- [PROBLEM TO SOLVE]: Check each line of the data below for the word "Unknown", then extract the ones that have it.

§

//! Inbound frame types.
//!
//! Every inbound line carries a `tag` string naming the frame kind. Image
//! frames use `<format>Image` tags, optionally suffixed with a
//! physical-camera id when a logical multi-camera device returns output for
//! one of its sub-devices (`yuvImage6`, `jpegImage2`). Tags are decoded
//! exactly once, at this boundary, into the closed [`FrameTag`] enum — the
//! suffix is split into a structured `(format, camera id)` pair here so no
//! downstream code re-parses tag strings.

use std::fmt;

use serde_json::Value;

use super::codec::ProtocolError;

// ── Image formats ─────────────────────────────────────────────────────────────

/// All image formats a capture can request.
///
/// `Priv` is the opaque/private format: its frames are announced on the wire
/// and count toward a capture's completion, but carry no payload the host
/// can read.
#[derive(Debug, Clone, Copy, PartialEq, Eq, Hash)]
pub enum ImageFormat {
    Yuv,
    Jpeg,
    JpegR,
    Raw,
    Raw10,
    Raw12,
    RawStats,
    Dng,
    Y8,
    Priv,
}

/// Every format, in the order used for tag prefix matching.
pub const ALL_FORMATS: [ImageFormat; 10] = [
    ImageFormat::Yuv,
    ImageFormat::Jpeg,
    ImageFormat::JpegR,
    ImageFormat::Raw,
    ImageFormat::Raw10,
    ImageFormat::Raw12,
    ImageFormat::RawStats,
    ImageFormat::Dng,
    ImageFormat::Y8,
    ImageFormat::Priv,
];

impl ImageFormat {
    /// The name used in `outputSurfaces` descriptors.
    pub fn wire_name(self) -> &'static str {
        match self {
            ImageFormat::Yuv => "yuv",
            ImageFormat::Jpeg => "jpeg",
            ImageFormat::JpegR => "jpeg_r",
            ImageFormat::Raw => "raw",
            ImageFormat::Raw10 => "raw10",
            ImageFormat::Raw12 => "raw12",
            ImageFormat::RawStats => "rawStats",
            ImageFormat::Dng => "dng",
            ImageFormat::Y8 => "y8",
            ImageFormat::Priv => "priv",
        }
    }

    /// The tag prefix used for image frames of this format.
    pub fn image_tag(self) -> &'static str {
        match self {
            ImageFormat::Yuv => "yuvImage",
            ImageFormat::Jpeg => "jpegImage",
            ImageFormat::JpegR => "jpeg_rImage",
            ImageFormat::Raw => "rawImage",
            ImageFormat::Raw10 => "raw10Image",
            ImageFormat::Raw12 => "raw12Image",
            ImageFormat::RawStats => "rawStatsImage",
            ImageFormat::Dng => "dngImage",
            ImageFormat::Y8 => "y8Image",
            ImageFormat::Priv => "privImage",
        }
    }

    /// Parses a surface-descriptor format name. `"jpg"` is accepted as an
    /// alias for `"jpeg"`.
    pub fn from_wire_name(name: &str) -> Option<Self> {
        if name == "jpg" {
            return Some(ImageFormat::Jpeg);
        }
        ALL_FORMATS.into_iter().find(|f| f.wire_name() == name)
    }

    /// Whether image frames of this format carry a binary payload.
    pub fn carries_payload(self) -> bool {
        !matches!(self, ImageFormat::Priv)
    }

    /// Whether this format is derived from the raw sensor readout. At most
    /// one raw-family format may appear in a single capture command.
    pub fn is_raw_family(self) -> bool {
        matches!(
            self,
            ImageFormat::Raw
                | ImageFormat::Raw10
                | ImageFormat::Raw12
                | ImageFormat::RawStats
                | ImageFormat::Dng
        )
    }
}

impl fmt::Display for ImageFormat {
    fn fmt(&self, f: &mut fmt::Formatter<'_>) -> fmt::Result {
        f.write_str(self.wire_name())
    }
}

// ── Frame tags ────────────────────────────────────────────────────────────────

/// Closed decode of every inbound `tag` string.
///
/// Unknown tags survive as [`FrameTag::Unknown`] carrying the raw string so
/// the engine can name them in its protocol error.
#[derive(Debug, Clone, PartialEq, Eq)]
pub enum FrameTag {
    CameraOpened,
    CameraClosed,
    CameraProperties,
    CameraIds,
    UnavailablePhysicalCameras,
    CaptureResults,
    /// An image frame: format plus the physical-camera id parsed from the
    /// tag suffix, `None` when the frame belongs to the primary camera.
    Image {
        format: ImageFormat,
        physical_camera: Option<String>,
    },
    AeResult,
    AfResult,
    AwbResult,
    Converged,
    Done,
    AutoframingConverged,
    AutoframingDone,
    RecordingResponse,
    SupportedPreviewSizes,
    SupportedVideoQualities,
    StreamCombinationSupport,
    PrimaryCamera,
    PerformanceClass,
    CameraPrivacyModeSupport,
    CameraLaunchMs,
    Camera1080pJpegCaptureMs,
    Unknown(String),
}

impl FrameTag {
    /// Decodes a raw tag string.
    pub fn parse(tag: &str) -> FrameTag {
        for format in ALL_FORMATS {
            if let Some(rest) = tag.strip_prefix(format.image_tag()) {
                let physical_camera = if rest.is_empty() {
                    None
                } else {
                    Some(rest.to_string())
                };
                return FrameTag::Image {
                    format,
                    physical_camera,
                };
            }
        }
        match tag {
            "cameraOpened" => FrameTag::CameraOpened,
            "cameraClosed" => FrameTag::CameraClosed,
            "cameraProperties" => FrameTag::CameraProperties,
            "cameraIds" => FrameTag::CameraIds,
            "unavailablePhysicalCameras" => FrameTag::UnavailablePhysicalCameras,
            "captureResults" => FrameTag::CaptureResults,
            "aeResult" => FrameTag::AeResult,
            "afResult" => FrameTag::AfResult,
            "awbResult" => FrameTag::AwbResult,
            "3aConverged" => FrameTag::Converged,
            "3aDone" => FrameTag::Done,
            "autoframingConverged" => FrameTag::AutoframingConverged,
            "autoframingDone" => FrameTag::AutoframingDone,
            "recordingResponse" => FrameTag::RecordingResponse,
            "supportedPreviewSizes" => FrameTag::SupportedPreviewSizes,
            "supportedVideoQualities" => FrameTag::SupportedVideoQualities,
            "streamCombinationSupport" => FrameTag::StreamCombinationSupport,
            "primaryCamera" => FrameTag::PrimaryCamera,
            "performanceClass" => FrameTag::PerformanceClass,
            "cameraPrivacyModeSupport" => FrameTag::CameraPrivacyModeSupport,
            "cameraLaunchMs" => FrameTag::CameraLaunchMs,
            "camera1080pJpegCaptureMs" => FrameTag::Camera1080pJpegCaptureMs,
            other => FrameTag::Unknown(other.to_string()),
        }
    }

    /// True for image frames of any format.
    pub fn is_image(&self) -> bool {
        matches!(self, FrameTag::Image { .. })
    }
}

impl fmt::Display for FrameTag {
    fn fmt(&self, f: &mut fmt::Formatter<'_>) -> fmt::Result {
        match self {
            FrameTag::CameraOpened => f.write_str("cameraOpened"),
            FrameTag::CameraClosed => f.write_str("cameraClosed"),
            FrameTag::CameraProperties => f.write_str("cameraProperties"),
            FrameTag::CameraIds => f.write_str("cameraIds"),
            FrameTag::UnavailablePhysicalCameras => f.write_str("unavailablePhysicalCameras"),
            FrameTag::CaptureResults => f.write_str("captureResults"),
            FrameTag::Image {
                format,
                physical_camera,
            } => match physical_camera {
                Some(id) => write!(f, "{}{id}", format.image_tag()),
                None => f.write_str(format.image_tag()),
            },
            FrameTag::AeResult => f.write_str("aeResult"),
            FrameTag::AfResult => f.write_str("afResult"),
            FrameTag::AwbResult => f.write_str("awbResult"),
            FrameTag::Converged => f.write_str("3aConverged"),
            FrameTag::Done => f.write_str("3aDone"),
            FrameTag::AutoframingConverged => f.write_str("autoframingConverged"),
            FrameTag::AutoframingDone => f.write_str("autoframingDone"),
            FrameTag::RecordingResponse => f.write_str("recordingResponse"),
            FrameTag::SupportedPreviewSizes => f.write_str("supportedPreviewSizes"),
            FrameTag::SupportedVideoQualities => f.write_str("supportedVideoQualities"),
            FrameTag::StreamCombinationSupport => f.write_str("streamCombinationSupport"),
            FrameTag::PrimaryCamera => f.write_str("primaryCamera"),
            FrameTag::PerformanceClass => f.write_str("performanceClass"),
            FrameTag::CameraPrivacyModeSupport => f.write_str("cameraPrivacyModeSupport"),
            FrameTag::CameraLaunchMs => f.write_str("cameraLaunchMs"),
            FrameTag::Camera1080pJpegCaptureMs => f.write_str("camera1080pJpegCaptureMs"),
            FrameTag::Unknown(raw) => f.write_str(raw),
        }
    }
}

// ── Response frames ───────────────────────────────────────────────────────────

/// One fully-received inbound frame: the decoded envelope plus the binary
/// trailer, when one was declared.
#[derive(Debug, Clone, PartialEq)]
pub struct ResponseFrame {
    pub tag: FrameTag,
    pub str_value: Option<String>,
    pub obj_value: Option<Value>,
    pub payload: Option<Vec<u8>>,
}

impl ResponseFrame {
    /// The `strValue` field, or a protocol error naming the tag.
    pub fn str_value(&self) -> Result<&str, ProtocolError> {
        self.str_value
            .as_deref()
            .ok_or_else(|| ProtocolError::MissingField {
                tag: self.tag.to_string(),
                field: "strValue",
            })
    }

    /// The `objValue` field, or a protocol error naming the tag.
    pub fn obj_value(&self) -> Result<&Value, ProtocolError> {
        self.obj_value
            .as_ref()
            .ok_or_else(|| ProtocolError::MissingField {
                tag: self.tag.to_string(),
                field: "objValue",
            })
    }

    /// Length of the binary trailer, zero when none was declared.
    pub fn payload_len(&self) -> usize {
        self.payload.as_ref().map_or(0, Vec::len)
    }
}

§

- [YOUR SOLUTION]:
/// Unknown tags survive as [`FrameTag::Unknown`] carrying the raw string so
    Unknown(String),
            other => FrameTag::Unknown(other.to_string()),
            FrameTag::Unknown(raw) => f.write_str(raw),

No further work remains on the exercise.